Already in 414 BC, Aristophanes' The birds mentions circle-squarers,
but most cranks, like most mathematicians, are comparatively recent,
say from about 1700. There have only been two other books on this
topic. Augustus De Morgan's A budget of paradoxes [Longmans, Green,
London, 1872; second edition, Open Court, Chicago, IL, 1915; reprint,
Dover, New York, 1954] is a posthumous collection of his essays in the
Athenaeum. It covers cranks in all fields and much else besides. Being
a collection of articles, it is not a systematic exposition and
certainly cannot be considered an organized survey of mathematical
crankery. More closely related is a previous book by the author [A
budget of trisections, Springer, New York, 1987; MR 89a:51045], but
this covers just one topic in the field. So the present book is really
the first attempt to survey the whole field and nothing but the field
of mathematical cranks.
The book is organized into topics arranged alphabetically, though one
could easily do some grouping into larger chapters. All the obvious
topics are present: The best base for the number systems; Duplication
of the cube; Fermat's last theorem; Euclid's fifth postulate; The
four-color theorem; Phi (the golden ratio); Quadrature of the circle;
Trisection of the angle. In addition, a truly surprising number of
other mathematical topics have attracted the attention of cranks:
Cantor's diagonal process; Circumference of an ellipse; Solving
equations (e.g. of the fifth degree); Fermat's little theorem; Godel's
theorem; The Goldbach conjecture; Magic squares; Casting out nines;
Regular nonagons; Perfect numbers; Existence of infinitely many twin
primes; Set theory; Parameter estimation in statistics; van der Pol's
equation.
Several of these topics, particularly the best base for the number
system and the golden ratio, are quite reasonable topics on the
fringes of mathematics and only become crankery in extreme cases.

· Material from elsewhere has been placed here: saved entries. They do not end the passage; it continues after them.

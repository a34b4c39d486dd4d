//! # Quantity Calculator
//!
//! The core computation: reduce a plot to an area, then derive volume,
//! weight, and cost from depth, density, and an optional price.
//!
//! Results carry raw, unrounded numbers in every unit the presentation
//! layer displays. Formatting (decimal places, currency symbols) is the
//! caller's responsibility.
//!
//! ## Example
//!
//! ```rust
//! use gravel_core::calculator::{calculate, CalculationInput};
//! use gravel_core::shapes::PlotDimensions;
//! use gravel_core::units::LinearUnit;
//!
//! let input = CalculationInput {
//!     dimensions: PlotDimensions::Rectangular {
//!         length: 10.0,
//!         length_unit: LinearUnit::Feet,
//!         width: 5.0,
//!         width_unit: LinearUnit::Feet,
//!     },
//!     depth: 3.0,
//!     depth_unit: LinearUnit::Inches,
//!     density_tons_per_cuyd: 1.4,
//!     price_per_ton: None,
//! };
//!
//! let result = calculate(&input).unwrap();
//! assert_eq!(result.area_sqft, 50.0);
//! assert!((result.volume_cuft - 12.5).abs() < 1e-4);
//! ```

use serde::{Deserialize, Serialize};

use crate::errors::{CalcError, CalcResult};
use crate::shapes::PlotDimensions;
use crate::units::LinearUnit;

/// Cubic feet per cubic yard
const CUFT_PER_CUYD: f64 = 27.0;

/// Cubic meters per cubic foot
const CUM_PER_CUFT: f64 = 0.0283168;

/// Pounds per US short ton
const LBS_PER_TON: f64 = 2000.0;

/// Kilograms per US short ton
const KG_PER_TON: f64 = 907.185;

/// Square feet per square meter, used for the metric area readout
const SQFT_PER_SQM: f64 = 10.7639;

/// Input parameters for one gravel calculation.
///
/// ## JSON Example
///
/// ```json
/// {
///   "dimensions": { "shape": "circular", "diameter": 10.0, "diameter_unit": "ft" },
///   "depth": 6.0,
///   "depth_unit": "in",
///   "density_tons_per_cuyd": 1.4,
///   "price_per_ton": 45.0
/// }
/// ```
#[derive(Debug, Clone, PartialEq, Serialize, Deserialize)]
pub struct CalculationInput {
    /// Raw plot dimensions and their units
    pub dimensions: PlotDimensions,

    /// Fill depth in `depth_unit`
    pub depth: f64,

    /// Unit the depth was entered in
    pub depth_unit: LinearUnit,

    /// Material density in tons per cubic yard, selected per gravel type
    pub density_tons_per_cuyd: f64,

    /// Optional price per ton. `None` or a non-positive value yields a
    /// cost of exactly zero, never an error.
    pub price_per_ton: Option<f64>,
}

impl CalculationInput {
    /// Validate the shape-independent numeric fields.
    ///
    /// The per-shape dimension fields are validated by
    /// [`PlotDimensions::area_sqft`].
    pub fn validate(&self) -> CalcResult<()> {
        if !self.depth.is_finite() {
            return Err(CalcError::invalid_input(
                "depth",
                self.depth.to_string(),
                "Depth must be a valid number",
            ));
        }
        if !self.density_tons_per_cuyd.is_finite() {
            return Err(CalcError::invalid_input(
                "density_tons_per_cuyd",
                self.density_tons_per_cuyd.to_string(),
                "Density must be a valid number",
            ));
        }
        Ok(())
    }
}

/// Results from one gravel calculation.
///
/// Immutable once produced; no rounding is applied to any field. Volume and
/// weight are carried in all three display units so the presentation layer
/// never re-derives them.
///
/// ## JSON Example
///
/// ```json
/// {
///   "area_sqft": 50.0,
///   "depth_ft": 0.25,
///   "volume_cuft": 12.5,
///   "volume_cuyd": 0.463,
///   "volume_cum": 0.354,
///   "weight_tons": 0.648,
///   "weight_lbs": 1296.3,
///   "weight_kg": 587.9,
///   "total_cost": 0.0,
///   "density_tons_per_cuyd": 1.4
/// }
/// ```
#[derive(Debug, Clone, PartialEq, Serialize, Deserialize)]
pub struct CalculationResult {
    /// Plot area in square feet
    pub area_sqft: f64,

    /// Fill depth converted to feet
    pub depth_ft: f64,

    /// Volume in cubic feet (area x depth)
    pub volume_cuft: f64,

    /// Volume in cubic yards
    pub volume_cuyd: f64,

    /// Volume in cubic meters
    pub volume_cum: f64,

    /// Weight in US short tons (volume_cuyd x density)
    pub weight_tons: f64,

    /// Weight in pounds
    pub weight_lbs: f64,

    /// Weight in kilograms
    pub weight_kg: f64,

    /// Total cost, zero when no positive price was supplied
    pub total_cost: f64,

    /// Density used, echoed back for display and tips
    pub density_tons_per_cuyd: f64,
}

impl CalculationResult {
    /// Plot area in square meters, for the metric readout.
    pub fn area_sqm(&self) -> f64 {
        self.area_sqft / SQFT_PER_SQM
    }

    /// Number of 50 lb bags needed, rounded up.
    pub fn bags_50lb(&self) -> u64 {
        (self.weight_lbs / 50.0).ceil() as u64
    }

    /// Number of 40 lb bags needed, rounded up.
    pub fn bags_40lb(&self) -> u64 {
        (self.weight_lbs / 40.0).ceil() as u64
    }

    /// Dump truck loads at 10 yd3 per load (fractional).
    pub fn dump_truck_loads(&self) -> f64 {
        self.volume_cuyd / 10.0
    }

    /// Wheelbarrow trips at 3 ft3 per trip, rounded up.
    pub fn wheelbarrow_trips(&self) -> u64 {
        (self.volume_cuft / 3.0).ceil() as u64
    }
}

/// Compute volume, weight, and cost for a plot.
///
/// The derivation is shape-independent once the area is known:
///
/// 1. `depth_ft = depth x linear factor`
/// 2. `volume_cuft = area_sqft x depth_ft`
/// 3. `volume_cuyd = volume_cuft / 27`
/// 4. `volume_cum = volume_cuft x 0.0283168`
/// 5. `weight_tons = volume_cuyd x density`
/// 6. `weight_lbs = weight_tons x 2000`, `weight_kg = weight_tons x 907.185`
/// 7. `total_cost = weight_tons x price` when price > 0, else 0
///
/// Zero or negative depth flows through unclamped: the volume is simply
/// zero or negative.
///
/// # Errors
///
/// Returns `CalcError::InvalidInput` when any required numeric field is
/// missing or non-numeric. The computation aborts entirely; no partial
/// result is produced.
pub fn calculate(input: &CalculationInput) -> CalcResult<CalculationResult> {
    input.validate()?;

    let area_sqft = input.dimensions.area_sqft()?;

    let depth_ft = input.depth_unit.to_feet(input.depth);
    let volume_cuft = area_sqft * depth_ft;
    let volume_cuyd = volume_cuft / CUFT_PER_CUYD;
    let volume_cum = volume_cuft * CUM_PER_CUFT;

    let weight_tons = volume_cuyd * input.density_tons_per_cuyd;
    let weight_lbs = weight_tons * LBS_PER_TON;
    let weight_kg = weight_tons * KG_PER_TON;

    // A missing or non-positive price means "no cost estimate", not an error.
    let total_cost = match input.price_per_ton {
        Some(price) if price > 0.0 => weight_tons * price,
        _ => 0.0,
    };

    Ok(CalculationResult {
        area_sqft,
        depth_ft,
        volume_cuft,
        volume_cuyd,
        volume_cum,
        weight_tons,
        weight_lbs,
        weight_kg,
        total_cost,
        density_tons_per_cuyd: input.density_tons_per_cuyd,
    })
}

#[cfg(test)]
mod tests {
    use super::*;
    use crate::units::AreaUnit;

    fn rect_input() -> CalculationInput {
        CalculationInput {
            dimensions: PlotDimensions::Rectangular {
                length: 10.0,
                length_unit: LinearUnit::Feet,
                width: 5.0,
                width_unit: LinearUnit::Feet,
            },
            depth: 3.0,
            depth_unit: LinearUnit::Inches,
            density_tons_per_cuyd: 1.4,
            price_per_ton: None,
        }
    }

    #[test]
    fn test_rectangular_scenario() {
        // 10 ft x 5 ft at 3 in depth, 1.4 tons/yd3
        let result = calculate(&rect_input()).unwrap();

        assert_eq!(result.area_sqft, 50.0);
        assert!((result.depth_ft - 0.25).abs() < 1e-4);
        assert!((result.volume_cuft - 12.5).abs() < 1e-3);
        assert!((result.volume_cuyd - 0.463).abs() < 1e-3);
        assert!((result.weight_tons - 0.648).abs() < 1e-3);
        assert_eq!(result.total_cost, 0.0);
    }

    #[test]
    fn test_circular_scenario() {
        // 10 ft diameter at 6 in depth
        let input = CalculationInput {
            dimensions: PlotDimensions::Circular {
                diameter: 10.0,
                diameter_unit: LinearUnit::Feet,
            },
            depth: 6.0,
            depth_unit: LinearUnit::Inches,
            density_tons_per_cuyd: 1.4,
            price_per_ton: None,
        };
        let result = calculate(&input).unwrap();

        assert!((result.area_sqft - 78.5398).abs() < 1e-3);
        assert!((result.volume_cuft - 39.2699).abs() < 1e-2);
    }

    #[test]
    fn test_irregular_zero_depth() {
        // 100 sqm at zero depth: everything downstream is exactly zero.
        let input = CalculationInput {
            dimensions: PlotDimensions::Irregular {
                area: 100.0,
                area_unit: AreaUnit::SquareMeters,
            },
            depth: 0.0,
            depth_unit: LinearUnit::Feet,
            density_tons_per_cuyd: 1.4,
            price_per_ton: Some(50.0),
        };
        let result = calculate(&input).unwrap();

        assert!((result.area_sqft - 1076.39).abs() < 1e-6);
        assert_eq!(result.volume_cuft, 0.0);
        assert_eq!(result.weight_tons, 0.0);
        assert_eq!(result.total_cost, 0.0);
    }

    #[test]
    fn test_negative_depth_is_not_clamped() {
        let mut input = rect_input();
        input.depth = -2.0;
        input.depth_unit = LinearUnit::Feet;
        let result = calculate(&input).unwrap();
        assert!(result.volume_cuft < 0.0);
        assert!(result.weight_tons < 0.0);
    }

    #[test]
    fn test_cost_with_price() {
        // 27 ft x 2 ft x 1 ft = 54 ft3 = 2 yd3; density 1.0 -> 2 tons.
        let input = CalculationInput {
            dimensions: PlotDimensions::Rectangular {
                length: 27.0,
                length_unit: LinearUnit::Feet,
                width: 2.0,
                width_unit: LinearUnit::Feet,
            },
            depth: 1.0,
            depth_unit: LinearUnit::Feet,
            density_tons_per_cuyd: 1.0,
            price_per_ton: Some(50.0),
        };
        let result = calculate(&input).unwrap();
        assert!((result.weight_tons - 2.0).abs() < 1e-9);
        assert!((result.total_cost - 100.0).abs() < 1e-9);
    }

    #[test]
    fn test_missing_price_yields_zero_cost() {
        let mut input = rect_input();
        input.price_per_ton = None;
        assert_eq!(calculate(&input).unwrap().total_cost, 0.0);

        input.price_per_ton = Some(0.0);
        assert_eq!(calculate(&input).unwrap().total_cost, 0.0);

        input.price_per_ton = Some(-10.0);
        assert_eq!(calculate(&input).unwrap().total_cost, 0.0);
    }

    #[test]
    fn test_nan_field_aborts() {
        let input = CalculationInput {
            dimensions: PlotDimensions::Rectangular {
                length: 10.0,
                length_unit: LinearUnit::Feet,
                width: f64::NAN,
                width_unit: LinearUnit::Feet,
            },
            depth: 3.0,
            depth_unit: LinearUnit::Inches,
            density_tons_per_cuyd: 1.4,
            price_per_ton: None,
        };
        let err = calculate(&input).unwrap_err();
        assert_eq!(err.error_code(), "INVALID_INPUT");
    }

    #[test]
    fn test_nan_depth_aborts() {
        let mut input = rect_input();
        input.depth = f64::NAN;
        assert!(calculate(&input).is_err());
    }

    #[test]
    fn test_deterministic_outputs() {
        let input = rect_input();
        let a = calculate(&input).unwrap();
        let b = calculate(&input).unwrap();
        assert_eq!(a, b);
    }

    #[test]
    fn test_weight_unit_derivation() {
        let result = calculate(&rect_input()).unwrap();
        assert!((result.weight_lbs - result.weight_tons * 2000.0).abs() < 1e-9);
        assert!((result.weight_kg - result.weight_tons * 907.185).abs() < 1e-9);
        assert!((result.volume_cum - result.volume_cuft * 0.0283168).abs() < 1e-9);
    }

    #[test]
    fn test_alternative_measurements() {
        let result = calculate(&rect_input()).unwrap();
        // ~1296 lbs -> 26 x 50 lb bags, 33 x 40 lb bags
        assert_eq!(result.bags_50lb(), 26);
        assert_eq!(result.bags_40lb(), 33);
        // 12.5 ft3 -> 5 wheelbarrow trips at 3 ft3 each
        assert_eq!(result.wheelbarrow_trips(), 5);
        assert!((result.dump_truck_loads() - result.volume_cuyd / 10.0).abs() < 1e-12);
        assert!((result.area_sqm() - result.area_sqft / 10.7639).abs() < 1e-12);
    }

    #[test]
    fn test_input_serialization_roundtrip() {
        let input = rect_input();
        let json = serde_json::to_string_pretty(&input).unwrap();
        let roundtrip: CalculationInput = serde_json::from_str(&json).unwrap();
        assert_eq!(input, roundtrip);
    }

    #[test]
    fn test_result_serialization() {
        let result = calculate(&rect_input()).unwrap();
        let json = serde_json::to_string_pretty(&result).unwrap();
        assert!(json.contains("volume_cuyd"));
        assert!(json.contains("weight_tons"));

        let roundtrip: CalculationResult = serde_json::from_str(&json).unwrap();
        assert!((result.volume_cuyd - roundtrip.volume_cuyd).abs() < 1e-12);
    }
}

Several topics which are often considered as mathematical crankery are
here omitted or just covered in passing, because they are really uses
of mathematics rather than mathematics itself. Pyramidology occurs
only in a short topic on Application of pyramid height to the
alphabet. Numerology occurs briefly in a number of topics. Dubious
appearances of the golden ratio, astrology, etc. are not mentioned at
all.
A number of topics are so individual that only one person is involved.
Examples: The role of 57 in the American Revolution
(coincidentally---or not coincidentally---this book has 57 topics.
Does this reveal a profound and hitherto unsuspected connection with
the American Revolution?); Legislating pi [D. Singmaster, Math.
Intelligencer 7 (1985), no. 2, 69--72]; Conspiracy involving linear
programming; Matrix prayer; Philosophy of the sphere.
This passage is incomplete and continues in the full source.